When You’re Grieving The Loss Of A Parent, It’s Necessary To ‘Escape’
“It’s all about escape.” That’s what my father said to me this past Thursday night, his mouth full of lasagna and an ice cold beer dripping on the table beside him.
When it comes to living life without my mom, the only thing my father knows is how to escape. People find the word ‘escape’ to be a daunting one. It carries around this negative connotation that you’re somehow removed from reality. How can you ever grow as a person if you’re constantly trying to escape the horrid memories of your past or the depressing moments of your daily life? As I’ve been told on more than one occasion, “You need to face what happened.”
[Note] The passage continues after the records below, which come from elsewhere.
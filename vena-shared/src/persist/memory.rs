/// In-process key-value store

use super::{KeyValueStore, StorageResult};
use async_trait::async_trait;
use std::collections::HashMap;
use tokio::sync::RwLock;

/// Key-value store held in memory
///
/// Used in tests and as the scratch store of a workspace that is not meant
/// to outlive the process.
#[derive(Debug, Default)]
pub struct MemoryKeyValueStore {
    entries: RwLock<HashMap<String, String>>,
}

impl MemoryKeyValueStore {
    pub fn new() -> Self {
        Self::default()
    }

    /// Creates a store pre-filled with `entries`
    pub fn with_entries<I, K, V>(entries: I) -> Self
    where
        I: IntoIterator<Item = (K, V)>,
        K: Into<String>,
        V: Into<String>,
    {
        MemoryKeyValueStore {
            entries: RwLock::new(
                entries
                    .into_iter()
                    .map(|(k, v)| (k.into(), v.into()))
                    .collect(),
            ),
        }
    }

    /// Stored keys, sorted
    pub async fn keys(&self) -> Vec<String> {
        let mut keys: Vec<String> = self.entries.read().await.keys().cloned().collect();
        keys.sort();
        keys
    }
}

#[async_trait]
impl KeyValueStore for MemoryKeyValueStore {
    fn name(&self) -> &str {
        "memory"
    }

    async fn get(&self, key: &str) -> StorageResult<Option<String>> {
        Ok(self.entries.read().await.get(key).cloned())
    }

    async fn set(&self, key: &str, value: &str) -> StorageResult<()> {
        self.entries
            .write()
            .await
            .insert(key.to_string(), value.to_string());
        Ok(())
    }

    async fn remove(&self, key: &str) -> StorageResult<()> {
        self.entries.write().await.remove(key);
        Ok(())
    }
}
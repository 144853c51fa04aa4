/// Service contract model
///
/// A contract binds a client to a project. It holds one or two client
/// parties, the agreed deliverables and both signatures.

use crate::models::{Collections, Entity};
use crate::store::Table;
use serde::{Deserialize, Serialize};
use validator::Validate;

#[derive(Debug, Clone, PartialEq, Serialize, Deserialize)]
pub struct ContractRow {
    pub id: String,
    pub contract_number: String,
    pub client_id: String,
    pub project_id: String,
    pub signing_date: String,
    pub signing_location: String,
    pub client_name1: String,
    pub client_address1: String,
    pub client_phone1: String,
    pub client_name2: Option<String>,
    pub client_address2: Option<String>,
    pub client_phone2: Option<String>,
    pub shooting_duration: String,
    pub guaranteed_photos: String,
    pub album_details: String,
    pub digital_files_format: String,
    pub other_items: String,
    pub personnel_count: String,
    pub delivery_timeframe: String,
    pub dp_date: Option<String>,
    pub final_payment_date: Option<String>,
    pub cancellation_policy: String,
    pub jurisdiction: String,
    pub vendor_signature: Option<String>,
    pub client_signature: Option<String>,
    pub created_at: String,
}

#[derive(Debug, Clone, PartialEq, Serialize, Deserialize)]
#[serde(rename_all = "camelCase")]
pub struct Contract {
    pub id: String,
    pub contract_number: String,
    pub client_id: String,
    pub project_id: String,
    pub signing_date: String,
    pub signing_location: String,

    // First party
    pub client_name1: String,
    pub client_address1: String,
    pub client_phone1: String,

    // Optional second party
    #[serde(skip_serializing_if = "Option::is_none")]
    pub client_name2: Option<String>,
    #[serde(skip_serializing_if = "Option::is_none")]
    pub client_address2: Option<String>,
    #[serde(skip_serializing_if = "Option::is_none")]
    pub client_phone2: Option<String>,

    pub shooting_duration: String,
    pub guaranteed_photos: String,
    pub album_details: String,
    pub digital_files_format: String,
    pub other_items: String,
    pub personnel_count: String,
    pub delivery_timeframe: String,

    #[serde(skip_serializing_if = "Option::is_none")]
    pub dp_date: Option<String>,
    #[serde(skip_serializing_if = "Option::is_none")]
    pub final_payment_date: Option<String>,

    pub cancellation_policy: String,
    pub jurisdiction: String,

    /// Signature images as data URLs
    #[serde(skip_serializing_if = "Option::is_none")]
    pub vendor_signature: Option<String>,
    #[serde(skip_serializing_if = "Option::is_none")]
    pub client_signature: Option<String>,

    pub created_at: String,
}

impl Contract {
    /// Both parties have signed
    pub fn is_fully_signed(&self) -> bool {
        self.vendor_signature.is_some() && self.client_signature.is_some()
    }
}

impl From<ContractRow> for Contract {
    fn from(row: ContractRow) -> Self {
        Contract {
            id: row.id,
            contract_number: row.contract_number,
            client_id: row.client_id,
            project_id: row.project_id,
            signing_date: row.signing_date,
            signing_location: row.signing_location,
            client_name1: row.client_name1,
            client_address1: row.client_address1,
            client_phone1: row.client_phone1,
            client_name2: row.client_name2,
            client_address2: row.client_address2,
            client_phone2: row.client_phone2,
            shooting_duration: row.shooting_duration,
            guaranteed_photos: row.guaranteed_photos,
            album_details: row.album_details,
            digital_files_format: row.digital_files_format,
            other_items: row.other_items,
            personnel_count: row.personnel_count,
            delivery_timeframe: row.delivery_timeframe,
            dp_date: row.dp_date,
            final_payment_date: row.final_payment_date,
            cancellation_policy: row.cancellation_policy,
            jurisdiction: row.jurisdiction,
            vendor_signature: row.vendor_signature,
            client_signature: row.client_signature,
            created_at: row.created_at,
        }
    }
}

impl From<Contract> for ContractRow {
    fn from(contract: Contract) -> Self {
        ContractRow {
            id: contract.id,
            contract_number: contract.contract_number,
            client_id: contract.client_id,
            project_id: contract.project_id,
            signing_date: contract.signing_date,
            signing_location: contract.signing_location,
            client_name1: contract.client_name1,
            client_address1: contract.client_address1,
            client_phone1: contract.client_phone1,
            client_name2: contract.client_name2,
            client_address2: contract.client_address2,
            client_phone2: contract.client_phone2,
            shooting_duration: contract.shooting_duration,
            guaranteed_photos: contract.guaranteed_photos,
            album_details: contract.album_details,
            digital_files_format: contract.digital_files_format,
            other_items: contract.other_items,
            personnel_count: contract.personnel_count,
            delivery_timeframe: contract.delivery_timeframe,
            dp_date: contract.dp_date,
            final_payment_date: contract.final_payment_date,
            cancellation_policy: contract.cancellation_policy,
            jurisdiction: contract.jurisdiction,
            vendor_signature: contract.vendor_signature,
            client_signature: contract.client_signature,
            created_at: contract.created_at,
        }
    }
}

#[derive(Debug, Clone, Serialize, Deserialize, Validate)]
#[serde(rename_all(serialize = "snake_case", deserialize = "camelCase"))]
pub struct NewContract {
    #[validate(length(min = 1, message = "Contract number is required"))]
    pub contract_number: String,
    pub client_id: String,
    pub project_id: String,
    pub signing_date: String,
    pub signing_location: String,
    pub client_name1: String,
    pub client_address1: String,
    pub client_phone1: String,
    pub client_name2: Option<String>,
    pub client_address2: Option<String>,
    pub client_phone2: Option<String>,
    pub shooting_duration: String,
    pub guaranteed_photos: String,
    pub album_details: String,
    pub digital_files_format: String,
    pub other_items: String,
    pub personnel_count: String,
    pub delivery_timeframe: String,
    pub dp_date: Option<String>,
    pub final_payment_date: Option<String>,
    pub cancellation_policy: String,
    pub jurisdiction: String,
    pub vendor_signature: Option<String>,
    pub client_signature: Option<String>,
}

#[derive(Debug, Clone, Default, Serialize, Deserialize)]
#[serde(default, rename_all(serialize = "snake_case", deserialize = "camelCase"))]
pub struct ContractPatch {
    #[serde(skip_serializing_if = "Option::is_none")]
    pub signing_date: Option<String>,
    #[serde(skip_serializing_if = "Option::is_none")]
    pub signing_location: Option<String>,
    #[serde(skip_serializing_if = "Option::is_none")]
    pub shooting_duration: Option<String>,
    #[serde(skip_serializing_if = "Option::is_none")]
    pub guaranteed_photos: Option<String>,
    #[serde(skip_serializing_if = "Option::is_none")]
    pub album_details: Option<String>,
    #[serde(skip_serializing_if = "Option::is_none")]
    pub other_items: Option<String>,
    #[serde(skip_serializing_if = "Option::is_none")]
    pub delivery_timeframe: Option<String>,
    #[serde(
        default,
        deserialize_with = "crate::models::nullable",
        skip_serializing_if = "Option::is_none"
    )]
    pub dp_date: Option<Option<String>>,
    #[serde(
        default,
        deserialize_with = "crate::models::nullable",
        skip_serializing_if = "Option::is_none"
    )]
    pub final_payment_date: Option<Option<String>>,
    #[serde(skip_serializing_if = "Option::is_none")]
    pub cancellation_policy: Option<String>,
    #[serde(
        default,
        deserialize_with = "crate::models::nullable",
        skip_serializing_if = "Option::is_none"
    )]
    pub vendor_signature: Option<Option<String>>,
    #[serde(
        default,
        deserialize_with = "crate::models::nullable",
        skip_serializing_if = "Option::is_none"
    )]
    pub client_signature: Option<Option<String>>,
}

impl Entity for Contract {
    type Row = ContractRow;
    type New = NewContract;
    type Patch = ContractPatch;

    const TABLE: Table = Table::Contracts;

    fn id(&self) -> &str {
        &self.id
    }

    fn collection(set: &Collections) -> &Vec<Self> {
        &set.contracts
    }

    fn collection_mut(set: &mut Collections) -> &mut Vec<Self> {
        &mut set.contracts
    }
}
We all can empathize with grief. Loss begins at an early age when your mom accidentally vacuums up your hamster who got caught running loose outside his cage. From flushing goldfish, to the family dog dying slowly, death is something we deal with from an early age. It’s one that preps us for the larger deaths we’ll face down the line: aunts, uncles, grandparents, perhaps a friend.
By the time your 20s hit, you’ve greeted death in several ways. We can all understand grief.
Losing a parent is one form of grief that’s at the top of the pyramid. It’s one you don’t expect to understand at 26-years-old. It’s something you expect when you’re 40, after you’ve graduated college, or found your dream job, bought a house, had a baby, bought a wedding dress, and walked down the aisle. Things my mom is never going to be able to see.
I watched my mom decline for seven years, never realizing that the cancer was killing her. I watched her turn from a vibrant woman into one whose face was puffed out twice the size thanks to steroids. In the last 13 months of her life, she lost the ability to drive her brand new car. She lost the ability to walk on her own, to stand in the shower. On our last depressing Christmas together, she could barely walk the mall, having to ask me to wrap my own gifts for myself and my fiance, because the five brain tumors took away her ability to focus, to use her hands, her ability to see.
When I stood beside her casket, holding on to her for the only hour I’d have left, the people around me saw my grief. They heard it.
When I went back home, having to walk over the same spot where she died on the hardwood floor, the reality of what had just transpired seemed like a distant reality. It was a cloud. It was fog.
Grief on that scale doesn’t go away with the celebration of a new holiday, their birthday, or the first anniversary of their death. Grief on that scale is greeted, every second of every moment that you’ve had to readjust your life in even the smallest scale. I can’t text my mom. I can’t say hello. At times, when I think of her, I find disappointment when I start to forget what her voice sounded like. I fear what else I’m going to forget in five years, 10, and 20.
Escaping is a rigid term that people who haven’t experienced this level of grief, toss around like it’s something harmful. When you’ve lost a parent, who died in front of you for seven years to terminal cancer, whose life was taken away by a doctor who made the decision for her, you have every right to want to “escape.” Grief requires distraction because grief is a process that has no time constraints. My grief didn’t go away in a few months, nor has it lessened any more 14 months later. If anything, my grief is worse. It’s more pronounced. The first 10 months were filled with shock, financial struggles, and coping with my newly heartbroken father. It was filled with spending all my free time with him, ensuring he wasn’t alone, even on the days when he broke down wishing he would just join her. Even on the days when he confided that he’s scared to die because he doesn’t know if he’ll be with her.